Turns out one of the application requirements is a year of college math, preferably in calculus. I've had two research method courses and one stat course. I found this out while casually looking over the site last night and my metabolism still hasn't recovered from the shock and horror and lack of sleep (love you, Price, for talking me through that).
So the University of Chicago and the University of Maryland are looking like my best bets, with Urbana-Champaigne as a 'heck, why not' if my amount of lab courses are covered (which I'm not sure on) and Carnegie Mellon as my 'long shot' school, since all but Chicago seem to at least be doing some research vaguely in my department of interest. Still hurts to find this out so late in the game, I feel like a ridiculous fool. I'll pop over an email anyway, see if there's some sort of exemption or whatever I can get, but I doubt it.
This would be on Yom Kippur, too. The whole 'day your name is inscribed and sealed in the book of life for the coming year' thing, while here I am frantically trying to do the same thing. I'm not fasting, I just felt too sick after last night, but I'm definitely repenting.
So...yeah. Formally asking forgiveness from my friendslist for anything I did against you in the past year, purposefully or inadvertently.
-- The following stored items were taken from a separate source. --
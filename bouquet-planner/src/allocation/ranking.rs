//! Priority ranking of bouquet designs.
//!
//! Weights reflect design complexity: big bouquets and bouquets needing
//! rare species should be prepared first, since they are the least likely
//! to still be satisfiable once other designs have consumed shared stock.
//! Designs that cannot be satisfied by the initial stock at all are
//! deactivated here, before allocation starts.

use crate::design::{Design, EntryKind};
use crate::stock::Stock;

/// Scarcity weight of a single demand against the currently available
/// quantity: the fraction of the available stock the demand consumes.
pub fn entry_weight(available: u64, quantity: u64) -> f64 {
    debug_assert!(quantity <= available);
    1.0 - (available - quantity) as f64 / available as f64
}

/// The priority weight of a design against the given stock, or `None` if
/// the design is unsatisfiable: malformed (zero total or required
/// quantities above the total), a size class with less total stock than
/// the design total, or a required species with less stock than its
/// design quantity.
///
/// A satisfiable design weighs the sum of its required entries' scarcity
/// weights plus the scarcity of the design total within its size class.
/// The size-class total is at least the design total here, so the
/// division is never by zero.
pub fn design_weight(stock: &Stock, design: &Design) -> Option<f64> {
    if design.total == 0 || design.required_total() > design.total {
        return None;
    }
    let size_total = stock.total_for_size(design.size);
    if size_total < design.total {
        return None;
    }

    let mut weight = 0.0;
    for entry in design.entries() {
        if entry.kind != EntryKind::Required {
            continue;
        }
        let available = stock.available(entry.species, design.size);
        if entry.design_quantity > available {
            return None;
        }
        weight += entry_weight(available, entry.design_quantity);
    }
    Some(weight + entry_weight(size_total, design.total))
}

/// Establishes the processing order for allocation: deactivates every
/// unsatisfiable design (weight 0), then stable-sorts the list by weight
/// descending, so ties keep their input order. Returns the weights aligned
/// with the sorted list, for logging.
pub fn rank_designs(stock: &Stock, designs: &mut Vec<Design>) -> Vec<f64> {
    let mut weighted: Vec<(f64, Design)> = designs
        .drain(..)
        .map(|mut design| match design_weight(stock, &design) {
            Some(weight) if design.is_active() => (weight, design),
            _ => {
                design.deactivate();
                (0.0, design)
            }
        })
        .collect();

    weighted.sort_by(|(w1, _), (w2, _)| w2.total_cmp(w1));

    let mut weights = Vec::with_capacity(weighted.len());
    for (weight, design) in weighted {
        weights.push(weight);
        designs.push(design);
    }
    weights
}
//! Contains the built-in sample data set and some fixture builders which
//! are shared by the unit tests of different modules and by the benchmark.

use std::io::Cursor;

use crate::design::{external, Design};
use crate::flower::{Size, Species};
use crate::stock::Stock;

/// The bouquet designs of the built-in sample data set.
pub static SAMPLE_DESIGNS: [&str; 6] = [
    "AL10a15b5c30",
    "AS10a10b25",
    "BL15b1c21",
    "BS10b5c16",
    "CL20a15c45",
    "DL20b28",
];

pub fn sample_designs() -> Vec<Design> {
    build_designs(&SAMPLE_DESIGNS)
}

/// Ten flowers of each of the species a, b and c, in both size classes.
pub fn sample_stock() -> Stock {
    let mut stock = Stock::new();
    for species in ['a', 'b', 'c'] {
        for size in [Size::Large, Size::Small] {
            stock.add(Species(species), size, 10);
        }
    }
    stock
}

/// Parses and converts the given design lines. Panics on malformed lines,
/// which is fine for fixtures.
pub fn build_designs(lines: &[&str]) -> Vec<Design> {
    let mut input = Cursor::new(lines.join("\n"));
    let parsed = external::parse_designs(&mut input).expect("parsing design fixture failed");
    external::convert_designs(parsed)
}

pub fn build_stock(entries: &[(char, Size, u64)]) -> Stock {
    let mut stock = Stock::new();
    for &(species, size, quantity) in entries {
        stock.add(Species(species), size, quantity);
    }
    stock
}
And God knows I've done a lot.
Current Music: Stamp on the Ground - Zarla | | Thursday, September 24th, 2009 | | 12:42 pm |
I love my pic collection. So I'm at the Study Abroad fair now, yay!
Apparently I'm supposed to just hang around and...I dunno, explain that I've been to England. I've got a small collection of Cambridge-relevant pictures stuck up on my laptop for demonstrative purposes to prove that England is awesome and everyone should totally go except the stupid people who should all go to France instead. The interesting part was collecting them.
"Hm...well, got to include the history and art, I suppose." *puts up a few pictures of churches, a museum, and the Corpus Clock*
"And the food, can't forget food!" *puts up the giant pot of tuna mac a la fish and the remains of a CB2 dessert*
"I suppose they'll want to know about the natives as well." *puts up Mikki doing the cowboy thing and Rath wielding a battleaxe in a nunnery*
"Some people might like wildlife." *puts up Kira's friend staring down a cow*
"And then there's the culture." *puts up the vaguely embarrassed Morris dancers, a young guitarist from the hippyfair and the arguing kiltman in the city center, mourning lack of pictures from the burlesque party*
"Students are important, of course." *puts up giddy skaters on Parker's Piece in full formal dress*
"And recreational activities." *puts up people failing at punts and running into each other*
The real problem in collecting them was how many of my photos are of graves, architecture, and Triad shenanigans. The former will scare people, the middle will bore people, and the latter will just be confusing. | | Friday, September 18th, 2009 | | 4:03 pm |
"Of course you did well. If there's one thing you do well, it's talking." -- Seiberdad Today I am, in all but officially, orally competent!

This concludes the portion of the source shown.